The following query:
select server, w_id, z_id, date(datetime) as day
from( SELECT server, w_id, datetime, demand.b_id as id, demand.c_type, z_id,
FROM TABLE_DATE_RANGE(v3_data.v3_,DATE_ADD(CURRENT_DATE(),-2,"day"),
DATE_ADD(CURRENT_DATE(),-1,"day"))
where demand.b_id is not null and demand.c_type = 'rtb'
group by 1,2,3,4,5,6
having datetime >= DATE_ADD(CURRENT_DATE(),-2,"day")
)
group by 1,2,3,4
having count(day)<2
order by z_id, day
Gives results:
Row server w_id z_id day
1 A 722 1837 2016-04-19
2 SPORTS 51 2534 2016-04-19
3 A 1002 2546 2016-04-18
4 A 1303 3226 2016-04-19
5 A 1677 4369 2016-04-18
6 NEW 13608 9370 2016-04-19
So from the above I'd only like 2016-04-18.
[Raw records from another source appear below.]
use std::collections::HashMap;

use async_trait::async_trait;
use chrono::{DateTime, Utc};
use tracing::{debug, info};

use super::ProfileStore;
use crate::database::Database;
use crate::error::Result;
use crate::models::{PendingUpdate, ProfileStatus};

/// Repository for the profiles table
#[derive(Clone)]
pub struct ProfileRepository {
    db: Database,
    table: String,
}

impl ProfileRepository {
    /// `table` must already be validated as a plain SQL identifier
    pub fn new(db: Database, table: impl Into<String>) -> Self {
        Self {
            db,
            table: table.into(),
        }
    }

    /// Random sample of up to `limit` usernames still to collect
    pub async fn sample_pending(&self, limit: i64) -> Result<Vec<String>> {
        let query = format!(
            "SELECT username FROM {} WHERE status = $1 ORDER BY random() LIMIT $2",
            self.table
        );

        let usernames = sqlx::query_scalar::<_, String>(&query)
            .bind(ProfileStatus::NotCollected.as_str())
            .bind(limit)
            .fetch_all(self.db.pool())
            .await?;

        debug!(count = usernames.len(), limit, "Sampled pending profiles");
        Ok(usernames)
    }

    /// Apply all updates in one statement; returns rows affected
    pub async fn apply_updates(&self, updates: &[PendingUpdate]) -> Result<u64> {
        if updates.is_empty() {
            return Ok(0);
        }

        let collapsed = collapse_updates(updates);
        let mut usernames = Vec::with_capacity(collapsed.len());
        let mut statuses = Vec::with_capacity(collapsed.len());
        let mut timestamps: Vec<DateTime<Utc>> = Vec::with_capacity(collapsed.len());
        for update in collapsed {
            usernames.push(update.profile.clone());
            statuses.push(update.status.as_str().to_string());
            timestamps.push(update.timestamp);
        }

        let query = format!(
            r#"
            UPDATE {} AS p
            SET status = u.status, updated_at = u.updated_at
            FROM UNNEST($1::text[], $2::text[], $3::timestamptz[])
                AS u(username, status, updated_at)
            WHERE p.username = u.username
            "#,
            self.table
        );

        let result = sqlx::query(&query)
            .bind(&usernames)
            .bind(&statuses)
            .bind(&timestamps)
            .execute(self.db.pool())
            .await?;

        info!(
            submitted = updates.len(),
            matched = result.rows_affected(),
            "Applied profile status updates"
        );
        Ok(result.rows_affected())
    }

    pub async fn close(&self) {
        self.db.close().await;
    }
}

#[async_trait]
impl ProfileStore for ProfileRepository {
    async fn sample_pending(&self, limit: i64) -> Result<Vec<String>> {
        ProfileRepository::sample_pending(self, limit).await
    }

    async fn apply_updates(&self, updates: &[PendingUpdate]) -> Result<u64> {
        ProfileRepository::apply_updates(self, updates).await
    }

    async fn close(&self) {
        ProfileRepository::close(self).await;
    }
}

/// Keep only the last update per profile, in first-seen order
///
/// A single `UPDATE ... FROM` may not touch the same row twice with a
/// deterministic result, so duplicates are resolved here.
pub fn collapse_updates(updates: &[PendingUpdate]) -> Vec<&PendingUpdate> {
    let mut order: Vec<&str> = Vec::new();
    let mut latest: HashMap<&str, &PendingUpdate> = HashMap::new();

    for update in updates {
        if latest.insert(update.profile.as_str(), update).is_none() {
            order.push(update.profile.as_str());
        }
    }

    order
        .into_iter()
        .filter_map(|profile| latest.get(profile).copied())
        .collect()
}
I think a GROUP_CONCAT might get the job done quite simply here:
SELECT
server,
w_id,
z_id,
day,
FROM (
SELECT
server,
w_id,
z_id,
GROUP_CONCAT(day) day,
FROM (
SELECT
server,
w_id,
DATE(datetime) day,
demand.b_id AS id,
demand.c_type,
z_id,
FROM
TABLE_DATE_RANGE(v3_data.v3_,DATE_ADD(CURRENT_DATE(),-2,"day"), DATE_ADD(CURRENT_DATE(),-1,"day"))
WHERE
demand.b_id IS NOT NULL
AND demand.c_type = 'rtb'
AND DATE(datetime) >= DATE(DATE_ADD(CURRENT_DATE(),-2,"day"))
GROUP BY
1,2,3,4,5,6
ORDER BY
day) # Critical to order this dimension to make the GROUP_CONCAT permutations unique
GROUP BY
server,
w_id,
z_id,
# day is aggregated in GROUP_CONCAT and so it does not get included in the GROUP BY
)
WHERE
day = DATE(DATE_ADD(CURRENT_DATE(),-2,"day"))
Most inner select is your untouched original one
The rest is wrapper taking care of min_day
Not tested - as done on go - but at least should give you an idea
SELECT server, w_id, z_id, [day]
FROM (
SELECT server, w_id, z_id, [day], MIN([day]) OVER() AS min_day
FROM (
SELECT server, w_id, z_id, DATE(datetime) AS [day]
FROM (
SELECT server, w_id, datetime, demand.b_id AS id, demand.c_type, z_id,
FROM TABLE_DATE_RANGE(v3_data.v3_,DATE_ADD(CURRENT_DATE(),-2,"day"), DATE_ADD(CURRENT_DATE(),-1,"day"))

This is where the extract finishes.